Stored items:
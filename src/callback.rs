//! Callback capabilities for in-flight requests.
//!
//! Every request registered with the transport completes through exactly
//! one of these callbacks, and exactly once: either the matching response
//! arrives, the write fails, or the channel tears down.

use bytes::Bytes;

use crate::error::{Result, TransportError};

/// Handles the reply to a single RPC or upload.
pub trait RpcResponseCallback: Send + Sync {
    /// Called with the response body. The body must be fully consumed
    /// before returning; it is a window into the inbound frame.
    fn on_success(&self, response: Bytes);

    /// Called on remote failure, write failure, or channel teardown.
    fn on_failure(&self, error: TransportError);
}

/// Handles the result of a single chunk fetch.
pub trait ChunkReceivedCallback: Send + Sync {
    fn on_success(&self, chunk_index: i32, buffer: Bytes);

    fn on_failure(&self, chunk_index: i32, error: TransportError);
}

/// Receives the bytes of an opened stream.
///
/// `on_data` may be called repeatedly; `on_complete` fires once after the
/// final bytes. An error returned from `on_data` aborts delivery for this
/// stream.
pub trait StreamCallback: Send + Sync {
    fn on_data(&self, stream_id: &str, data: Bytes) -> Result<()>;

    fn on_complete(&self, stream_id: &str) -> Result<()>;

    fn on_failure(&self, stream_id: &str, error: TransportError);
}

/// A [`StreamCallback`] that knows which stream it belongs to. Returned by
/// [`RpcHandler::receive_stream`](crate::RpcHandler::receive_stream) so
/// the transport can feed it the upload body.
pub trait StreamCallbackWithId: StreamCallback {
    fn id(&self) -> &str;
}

= Task goal =
What should come out is the exact run of lines from the one holding "fn on_failure(&self, chunk_index: i32, error: TransportError);" through the end of the records above, and nothing besides.

= Solution to this task =
    fn on_failure(&self, chunk_index: i32, error: TransportError);
}

/// Receives the bytes of an opened stream.
///
/// `on_data` may be called repeatedly; `on_complete` fires once after the
/// final bytes. An error returned from `on_data` aborts delivery for this
/// stream.
pub trait StreamCallback: Send + Sync {
    fn on_data(&self, stream_id: &str, data: Bytes) -> Result<()>;

    fn on_complete(&self, stream_id: &str) -> Result<()>;

    fn on_failure(&self, stream_id: &str, error: TransportError);
}

/// A [`StreamCallback`] that knows which stream it belongs to. Returned by
/// [`RpcHandler::receive_stream`](crate::RpcHandler::receive_stream) so
/// the transport can feed it the upload body.
pub trait StreamCallbackWithId: StreamCallback {
    fn id(&self) -> &str;
}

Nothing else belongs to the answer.